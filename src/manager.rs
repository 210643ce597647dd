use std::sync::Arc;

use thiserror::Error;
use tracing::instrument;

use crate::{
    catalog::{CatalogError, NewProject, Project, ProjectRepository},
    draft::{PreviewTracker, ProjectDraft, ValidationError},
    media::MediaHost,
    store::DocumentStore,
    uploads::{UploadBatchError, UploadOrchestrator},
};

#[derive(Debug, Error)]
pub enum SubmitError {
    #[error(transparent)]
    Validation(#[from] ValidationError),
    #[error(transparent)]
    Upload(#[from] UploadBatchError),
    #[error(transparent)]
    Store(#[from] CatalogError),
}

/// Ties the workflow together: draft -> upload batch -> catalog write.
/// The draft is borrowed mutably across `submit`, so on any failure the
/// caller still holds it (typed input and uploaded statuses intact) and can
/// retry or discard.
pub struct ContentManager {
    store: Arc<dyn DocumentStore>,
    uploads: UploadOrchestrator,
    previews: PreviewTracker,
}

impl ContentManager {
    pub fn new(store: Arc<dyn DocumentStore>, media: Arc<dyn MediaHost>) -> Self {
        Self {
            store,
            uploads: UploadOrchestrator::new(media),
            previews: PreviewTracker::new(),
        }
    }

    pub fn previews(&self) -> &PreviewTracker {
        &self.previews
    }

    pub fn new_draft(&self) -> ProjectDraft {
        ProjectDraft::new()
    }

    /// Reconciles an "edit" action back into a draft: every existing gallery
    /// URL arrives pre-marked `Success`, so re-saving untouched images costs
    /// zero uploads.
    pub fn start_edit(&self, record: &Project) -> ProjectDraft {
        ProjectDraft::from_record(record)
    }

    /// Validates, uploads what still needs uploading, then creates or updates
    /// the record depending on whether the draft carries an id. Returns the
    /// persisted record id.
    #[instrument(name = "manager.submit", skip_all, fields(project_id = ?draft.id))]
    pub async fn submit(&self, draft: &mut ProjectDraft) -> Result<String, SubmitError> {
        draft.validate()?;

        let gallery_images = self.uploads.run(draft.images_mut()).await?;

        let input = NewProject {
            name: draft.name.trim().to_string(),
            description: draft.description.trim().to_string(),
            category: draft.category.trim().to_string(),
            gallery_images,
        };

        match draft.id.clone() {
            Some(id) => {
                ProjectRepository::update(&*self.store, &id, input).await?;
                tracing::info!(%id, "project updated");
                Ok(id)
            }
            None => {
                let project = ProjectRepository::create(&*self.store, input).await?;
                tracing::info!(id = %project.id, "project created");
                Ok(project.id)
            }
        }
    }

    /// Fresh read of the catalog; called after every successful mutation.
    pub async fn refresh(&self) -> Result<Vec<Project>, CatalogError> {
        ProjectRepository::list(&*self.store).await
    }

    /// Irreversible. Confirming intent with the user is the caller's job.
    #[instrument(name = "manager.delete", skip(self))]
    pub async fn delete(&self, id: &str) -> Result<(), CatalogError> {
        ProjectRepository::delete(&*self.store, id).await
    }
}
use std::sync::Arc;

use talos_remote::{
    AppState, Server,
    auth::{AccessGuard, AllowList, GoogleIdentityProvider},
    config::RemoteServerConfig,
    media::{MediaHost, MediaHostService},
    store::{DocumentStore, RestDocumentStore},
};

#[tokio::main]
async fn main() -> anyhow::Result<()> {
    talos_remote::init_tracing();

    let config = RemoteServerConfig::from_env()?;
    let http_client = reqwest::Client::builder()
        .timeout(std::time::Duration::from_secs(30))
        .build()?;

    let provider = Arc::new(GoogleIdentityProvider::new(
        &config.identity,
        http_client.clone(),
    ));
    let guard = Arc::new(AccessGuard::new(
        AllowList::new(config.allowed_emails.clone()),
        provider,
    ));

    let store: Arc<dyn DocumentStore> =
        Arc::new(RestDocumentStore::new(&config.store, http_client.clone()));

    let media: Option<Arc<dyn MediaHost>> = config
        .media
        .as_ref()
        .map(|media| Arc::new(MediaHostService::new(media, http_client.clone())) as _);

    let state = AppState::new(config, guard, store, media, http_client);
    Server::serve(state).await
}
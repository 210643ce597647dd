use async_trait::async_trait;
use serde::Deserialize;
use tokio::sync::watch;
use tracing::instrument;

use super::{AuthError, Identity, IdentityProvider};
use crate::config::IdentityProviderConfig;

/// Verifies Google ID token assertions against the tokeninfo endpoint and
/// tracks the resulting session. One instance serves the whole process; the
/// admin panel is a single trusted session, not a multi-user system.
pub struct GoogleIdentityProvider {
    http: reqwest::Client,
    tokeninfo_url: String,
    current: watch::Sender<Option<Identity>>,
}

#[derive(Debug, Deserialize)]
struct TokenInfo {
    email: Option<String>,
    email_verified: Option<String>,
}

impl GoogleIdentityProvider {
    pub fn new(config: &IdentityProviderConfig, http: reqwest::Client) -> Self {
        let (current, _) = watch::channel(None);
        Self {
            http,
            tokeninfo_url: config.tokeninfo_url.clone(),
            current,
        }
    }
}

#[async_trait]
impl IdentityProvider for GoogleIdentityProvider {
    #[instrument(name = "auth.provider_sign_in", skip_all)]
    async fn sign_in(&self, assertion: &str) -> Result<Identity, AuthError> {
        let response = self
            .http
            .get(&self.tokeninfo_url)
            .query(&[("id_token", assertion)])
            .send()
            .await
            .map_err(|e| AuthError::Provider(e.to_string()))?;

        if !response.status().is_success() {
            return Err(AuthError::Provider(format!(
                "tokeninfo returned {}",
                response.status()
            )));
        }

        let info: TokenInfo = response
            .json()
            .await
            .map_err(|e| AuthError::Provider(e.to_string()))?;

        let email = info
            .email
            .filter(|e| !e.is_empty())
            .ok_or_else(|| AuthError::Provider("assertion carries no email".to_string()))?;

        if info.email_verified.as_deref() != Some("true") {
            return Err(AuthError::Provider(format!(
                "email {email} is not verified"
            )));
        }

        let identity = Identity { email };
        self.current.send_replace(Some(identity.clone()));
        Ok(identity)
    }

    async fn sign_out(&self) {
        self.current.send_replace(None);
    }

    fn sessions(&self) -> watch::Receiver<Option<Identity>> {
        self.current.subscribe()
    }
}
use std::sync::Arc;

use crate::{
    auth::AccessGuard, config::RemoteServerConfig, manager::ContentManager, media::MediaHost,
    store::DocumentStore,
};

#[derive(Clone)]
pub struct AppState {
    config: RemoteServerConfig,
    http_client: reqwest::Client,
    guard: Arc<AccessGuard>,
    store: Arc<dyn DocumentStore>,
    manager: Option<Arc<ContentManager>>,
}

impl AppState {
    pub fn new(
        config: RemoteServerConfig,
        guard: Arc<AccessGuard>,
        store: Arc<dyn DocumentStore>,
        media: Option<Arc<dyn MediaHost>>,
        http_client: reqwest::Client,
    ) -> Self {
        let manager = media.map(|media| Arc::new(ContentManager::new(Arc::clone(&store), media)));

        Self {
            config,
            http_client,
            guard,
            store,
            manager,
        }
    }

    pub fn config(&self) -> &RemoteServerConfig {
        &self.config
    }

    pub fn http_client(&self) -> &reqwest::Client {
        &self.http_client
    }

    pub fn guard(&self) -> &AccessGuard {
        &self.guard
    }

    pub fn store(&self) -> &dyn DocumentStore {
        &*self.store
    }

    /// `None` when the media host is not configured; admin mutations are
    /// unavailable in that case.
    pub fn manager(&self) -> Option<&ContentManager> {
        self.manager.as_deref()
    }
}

- - - - - - -

Number of lines containing "ContentManager" in the material above: give that number alone.

● WRITTEN SOLUTION
6